Sadiq Khan: 'There is potentially an existential threat to central London'
There have only been three London mayors and the current one, Sadiq Khan, is not like either of his predecessors. He doesn’t possess Boris Johnson’s entitled flamboyance, nor Ken Livingstone’s maverick independence. And neither has he inherited their gift for generating headlines. But, having met all three men, I’d say he is easily the most genuine and likable.
A much less obviously ego-driven character than the other two, he is, at 5ft 6ins, both literally and figuratively more down to earth. Where Livingstone and Johnson won as personality candidates, Khan was framed in the 2016 mayoral election, not least by his opponent, Zac Goldsmith, as the identity candidate.
He was vying to become the first Muslim mayor of a western capital five months after the terrorist attacks on Paris by gunmen loyal to Islamic State. That he triumphed had as much to do with his natural sense of inclusivity as London’s cosmopolitan diversity. His first instinct in almost any situation is to try not to alienate anyone.
When I met him last week he had just published an “action plan” to address BAME communities’ concerns about the Metropolitan police. The statistics the report throws up are startling.

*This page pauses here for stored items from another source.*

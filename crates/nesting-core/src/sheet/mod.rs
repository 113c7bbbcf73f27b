use crate::config::SheetConfig;
use crate::types::*;
use crate::utilization::{percentage, round_one_decimal};
use std::cmp::Ordering;
use tracing::{debug, warn};

mod shelf;

pub use shelf::pack_sheet;

/// Packs pieces onto as many sheets as needed, up to the configured safety cap.
///
/// Pieces are sorted by area (largest first, equal areas keep their input order)
/// and each sheet is filled from the pieces the previous sheet left over.
/// Pieces still left when the cap is reached, or that fit on no empty sheet,
/// are returned in `unplaced` rather than raised as an error.
pub fn pack_sheets(
    pieces: &[RectPiece],
    sheet: &StockSheet,
    config: &SheetConfig,
) -> PackingResult {
    let mut remaining = sort_by_area(pieces);
    let mut layouts: Vec<SheetLayout> = Vec::new();

    while !remaining.is_empty() && layouts.len() < config.safety_sheet_cap {
        let sheet_index = layouts.len();
        let (layout, unplaced) = pack_sheet(&remaining, sheet, sheet_index, config);

        if layout.placements.is_empty() {
            debug!(
                sheet = %sheet.name,
                remaining = remaining.len(),
                "no remaining piece fits on an empty sheet"
            );
            break;
        }

        debug!(
            sheet = %sheet.name,
            sheet_index,
            placed = layout.placements.len(),
            utilization = layout.utilization,
            "sheet packed"
        );

        layouts.push(layout);
        remaining = unplaced;
    }

    if !remaining.is_empty() {
        if layouts.len() >= config.safety_sheet_cap {
            warn!(
                sheet = %sheet.name,
                cap = config.safety_sheet_cap,
                unplaced = remaining.len(),
                "sheet safety cap reached before all pieces were placed"
            );
        } else {
            warn!(
                sheet = %sheet.name,
                unplaced = remaining.len(),
                "pieces do not fit on the usable sheet area in either orientation"
            );
        }
    }

    aggregate(sheet, layouts, remaining)
}

/// Sorts a copy of the pieces by area, descending. The sort is stable.
pub(crate) fn sort_by_area(pieces: &[RectPiece]) -> Vec<RectPiece> {
    let mut sorted = pieces.to_vec();
    sorted.sort_by(|a, b| b.area().partial_cmp(&a.area()).unwrap_or(Ordering::Equal));
    sorted
}

fn aggregate(
    sheet: &StockSheet,
    layouts: Vec<SheetLayout>,
    unplaced: Vec<RectPiece>,
) -> PackingResult {
    let total_sheets = layouts.len();
    let total_pieces_placed = layouts.iter().map(|l| l.placements.len()).sum();
    let mean_utilization = if total_sheets > 0 {
        let sum: f64 = layouts.iter().map(|l| l.utilization).sum();
        round_one_decimal(sum / total_sheets as f64)
    } else {
        0.0
    };

    PackingResult {
        sheet_name: sheet.name.clone(),
        layouts,
        total_sheets,
        total_pieces_placed,
        mean_utilization,
        unplaced,
    }
}
use anyhow::{Context, Result};
use clap::{Parser, Subcommand};
use colored::*;
use nesting_core::{
    LinearNester, LinearRequest, SheetNester, SheetRequest, StockEstimate, UtilizationSummary,
};
use serde::de::DeserializeOwned;
use serde::Serialize;
use std::path::{Path, PathBuf};
use tracing_subscriber::EnvFilter;

#[derive(Parser)]
#[command(name = "nesting")]
#[command(about = "Stock nesting - sheets and bars required for a bill of materials", long_about = None)]
struct Cli {
    /// Log packing decisions to stderr
    #[arg(short, long, global = true)]
    verbose: bool,

    #[command(subcommand)]
    command: Commands,
}

#[derive(Subcommand)]
enum Commands {
    /// Pack rectangular parts onto sheets
    Sheet {
        /// Input file (YAML or JSON)
        #[arg(short, long)]
        input: PathBuf,

        /// Output file for result (JSON)
        #[arg(short, long)]
        output: Option<PathBuf>,

        /// Fail when any piece is left unplaced
        #[arg(long)]
        strict: bool,
    },

    /// Pack linear parts into bars, tubes or profiles
    Linear {
        /// Input file (YAML or JSON)
        #[arg(short, long)]
        input: PathBuf,

        /// Output file for result (JSON)
        #[arg(short, long)]
        output: Option<PathBuf>,

        /// Fail when any piece is left unplaced
        #[arg(long)]
        strict: bool,
    },

    /// Rank candidate sheet sizes without placing pieces
    Estimate {
        /// Sheet request file (YAML or JSON)
        #[arg(short, long)]
        input: PathBuf,
    },
}

fn main() -> Result<()> {
    let cli = Cli::parse();
    init_tracing(cli.verbose);

    match cli.command {
        Commands::Sheet {
            input,
            output,
            strict,
        } => sheet_command(&input, output, strict)?,
        Commands::Linear {
            input,
            output,
            strict,
        } => linear_command(&input, output, strict)?,
        Commands::Estimate { input } => estimate_command(&input)?,
    }

    Ok(())
}

fn init_tracing(verbose: bool) {
    let default_level = if verbose { "debug" } else { "warn" };
    let filter =
        EnvFilter::try_from_default_env().unwrap_or_else(|_| EnvFilter::new(default_level));

    tracing_subscriber::fmt()
        .with_env_filter(filter)
        .with_writer(std::io::stderr)
        .init();
}

fn load_request<T: DeserializeOwned>(input: &Path) -> Result<T> {
    let content = std::fs::read_to_string(input)
        .with_context(|| format!("failed to read {}", input.display()))?;

    let request = match input.extension().and_then(|s| s.to_str()) {
        Some("yaml") | Some("yml") => serde_yaml::from_str(&content)?,
        _ => serde_json::from_str(&content)?,
    };
    Ok(request)
}

fn sheet_command(input: &Path, output: Option<PathBuf>, strict: bool) -> Result<()> {
    println!("{}", "🔍 Loading sheet request...".bright_blue());
    let request: SheetRequest = load_request(input)?;

    println!(
        "  {} part lines",
        request.parts.len().to_string().bright_white().bold()
    );
    println!(
        "  {} candidate sheet sizes",
        request.sheets.len().to_string().bright_white().bold()
    );
    println!();

    println!("{}", "🚀 Packing sheets...".bright_blue());
    let calculation = SheetNester::new(request)?.run()?;

    println!();
    print_candidates(&calculation.candidates, "sheets");
    println!(
        "  Chosen sheet: {}",
        calculation.chosen.stock_name.bright_white().bold()
    );
    println!(
        "  Sheets required: {} (estimate {})",
        calculation
            .packing
            .total_sheets
            .to_string()
            .bright_white()
            .bold(),
        calculation.chosen.required_units
    );
    println!(
        "  Pieces placed: {}",
        calculation.packing.total_pieces_placed
    );
    println!(
        "  Mean sheet utilization: {:.1}%",
        calculation.packing.mean_utilization
    );
    print_summary(&calculation.summary, "mm²");

    let unplaced: Vec<&str> = calculation
        .packing
        .unplaced
        .iter()
        .map(|p| p.id.as_str())
        .collect();
    report_unplaced(&unplaced);

    write_result(&calculation, output)?;

    if strict {
        calculation.packing.ensure_complete()?;
    }
    Ok(())
}

fn linear_command(input: &Path, output: Option<PathBuf>, strict: bool) -> Result<()> {
    println!("{}", "🔍 Loading linear request...".bright_blue());
    let request: LinearRequest = load_request(input)?;

    println!(
        "  {} part lines of {} material",
        request.parts.len().to_string().bright_white().bold(),
        request.category
    );
    println!(
        "  {} candidate bar lengths",
        request.bars.len().to_string().bright_white().bold()
    );
    println!();

    println!("{}", "🚀 Packing bars...".bright_blue());
    let calculation = LinearNester::new(request)?.run()?;

    println!();
    print_candidates(&calculation.candidates, "bars");
    println!(
        "  Chosen bar: {}",
        calculation.chosen.stock_name.bright_white().bold()
    );
    println!(
        "  Bars required: {} ({} packed, estimate {})",
        calculation
            .packing
            .required_bars
            .to_string()
            .bright_white()
            .bold(),
        calculation.packing.packed_bars,
        calculation.chosen.required_units
    );
    println!("  Cuts: {}", calculation.packing.total_cuts);
    print_summary(&calculation.summary, "mm");

    let unplaced: Vec<&str> = calculation
        .packing
        .unplaced
        .iter()
        .map(|p| p.id.as_str())
        .collect();
    report_unplaced(&unplaced);

    write_result(&calculation, output)?;

    if strict {
        calculation.packing.ensure_complete()?;
    }
    Ok(())
}

fn estimate_command(input: &Path) -> Result<()> {
    let request: SheetRequest = load_request(input)?;
    let estimates = SheetNester::new(request)?.estimate()?;

    print_candidates(&estimates, "sheets");
    println!("{}", serde_json::to_string_pretty(&estimates)?);
    Ok(())
}

fn print_candidates(candidates: &[StockEstimate], unit: &str) {
    println!("{}", "📐 Candidate estimates:".bright_yellow().bold());
    for estimate in candidates {
        println!(
            "    • {}: {} {} ({:.1}% utilization, waste {:.0})",
            estimate.stock_name.bright_white(),
            estimate.required_units,
            unit,
            estimate.utilization,
            estimate.waste
        );
        if !estimate.fits_all {
            println!("      {}", "some parts do not fit this size".bright_red());
        }
    }
    println!();
}

fn print_summary(summary: &UtilizationSummary, unit: &str) {
    println!("{}", "📊 Results:".bright_yellow().bold());
    println!(
        "  Utilization: {}",
        format!("{:.1}%", summary.utilization).bright_white()
    );
    println!("  Used: {:.0} {unit} of {:.0} {unit}", summary.used, summary.available);
    println!("  Waste: {:.0} {unit}", summary.waste);
    println!("  Cost: {:.2}", summary.cost);
}

fn report_unplaced(unplaced: &[&str]) {
    if unplaced.is_empty() {
        println!();
        println!("{}", "✅ All pieces placed".bright_green().bold());
        return;
    }

    println!();
    println!(
        "{}",
        format!(
            "⚠️  {} pieces could not be placed - add stock or split the order:",
            unplaced.len()
        )
        .bright_red()
        .bold()
    );
    for id in unplaced {
        println!("    • {}", id.bright_red());
    }
}

fn write_result<T: Serialize>(result: &T, output: Option<PathBuf>) -> Result<()> {
    let json = serde_json::to_string_pretty(result)?;
    println!();

    if let Some(output_path) = output {
        std::fs::write(&output_path, json)?;
        println!(
            "💾 Saved result to {}",
            output_path.display().to_string().bright_white()
        );
    } else {
        println!("{}", json);
    }
    Ok(())
}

Although more than 40% of Londoners are from BAME communities, they provide only about 19% of new police recruits. Black people are four times more likely to be stopped and searched than their white counterparts, and of those who are searched while driving, black people are six times more likely to be pulled over to the side of the road.
But it wasn’t these figures that prompted the action plan so much as George Floyd’s killing in Minneapolis and the Black Lives Matter protests that followed in its wake.

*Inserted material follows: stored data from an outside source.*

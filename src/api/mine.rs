use actix_web::{HttpResponse, Responder, get, web};
use log::{error, warn};

use super::models::{AppState, MessageResponse, MineResponse};
use crate::error::LedgerError;

/// Mine the pending pool into a new block.
#[get("/mine")]
pub async fn mine(state: web::Data<AppState>) -> impl Responder {
    match state.miner.mine(&state.ledger) {
        Ok(block) => {
            state.metrics.record_block();
            state.events.record(format!(
                "Block {} mined with {} transactions.",
                block.index,
                block.transactions.len()
            ));
            HttpResponse::Ok().json(MineResponse {
                message: "New block mined.".to_string(),
                block,
            })
        }
        Err(LedgerError::EmptyPool) => {
            warn!("mine request with empty pool");
            state
                .events
                .record("Mine request with no pending transactions.");
            HttpResponse::BadRequest().json(MessageResponse {
                message: "No pending transactions to mine.".to_string(),
            })
        }
        Err(err) => {
            error!("mining failed: {err}");
            HttpResponse::InternalServerError().json(MessageResponse {
                message: err.to_string(),
            })
        }
    }
}
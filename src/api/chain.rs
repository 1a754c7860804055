use actix_web::{HttpResponse, Responder, get, web};

use super::models::{AppState, ChainResponse, ValidateResponse};

/// Get the full chain.
#[get("/chain")]
pub async fn get_chain(state: web::Data<AppState>) -> impl Responder {
    let (chain, length) = {
        let ledger = state.ledger.lock().expect("mutex poisoned");
        (ledger.snapshot(), ledger.len())
    };
    HttpResponse::Ok().json(ChainResponse { chain, length })
}

/// Validate the whole chain.
#[get("/validate")]
pub async fn validate_chain(state: web::Data<AppState>) -> impl Responder {
    let ledger = state.ledger.lock().expect("mutex poisoned");
    HttpResponse::Ok().json(ValidateResponse {
        valid: ledger.is_valid_chain(),
        length: ledger.len(),
        difficulty: ledger.difficulty(),
    })
}
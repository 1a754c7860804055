use thiserror::Error;

/// Errors surfaced by the ledger core.
///
/// `MissingField` and `EmptyPool` map to 4xx responses at the HTTP boundary
/// and never mutate state. `EmptyChain` is unreachable once the genesis block
/// exists; seeing it indicates a construction bug.
#[derive(Debug, Error, PartialEq, Eq)]
pub enum LedgerError {
    #[error("missing transaction field: {0}")]
    MissingField(&'static str),

    #[error("no pending transactions to mine")]
    EmptyPool,

    #[error("chain has no blocks; genesis is missing")]
    EmptyChain,
}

“What was clear,” says Khan, “speaking to black friends, black staff, black Londoners, was they were traumatised by George Floyd’s brutal killing, though it happened thousands of miles away. The common theme among black people is, there but for the grace of God, it could have been my dad, my brother, my uncle, my son.”
Here in London?
“Here in London,” he confirms. “And yes, American policing is very different to British policing. And that policing is light years better than it was when I was growing up, or at the time of Stephen Lawrence, but black people still feel this way. Now you can have a discussion about why they feel that way, but this is how black people are feeling, by and large.”
We’re speaking on the empty ninth floor of the now ghost operation that is City Hall in lockdown. It’s an eerie setting. Our conversation echoes quietly across the dwarfing size of the event room, against the backdrop of what Khan calls “the best view in London”. It feels like we’re on a film set – perhaps a billionaire’s loft – rather than in a local government office.
The symbolism of City Hall is too rich for any visitor to ignore. Its location on the south bank of the Thames, opposite the attention-seeking office blocks of the City of London and the stalwart sturdiness of the Tower of London, makes for a topography of wealth, power and history that is hard to beat.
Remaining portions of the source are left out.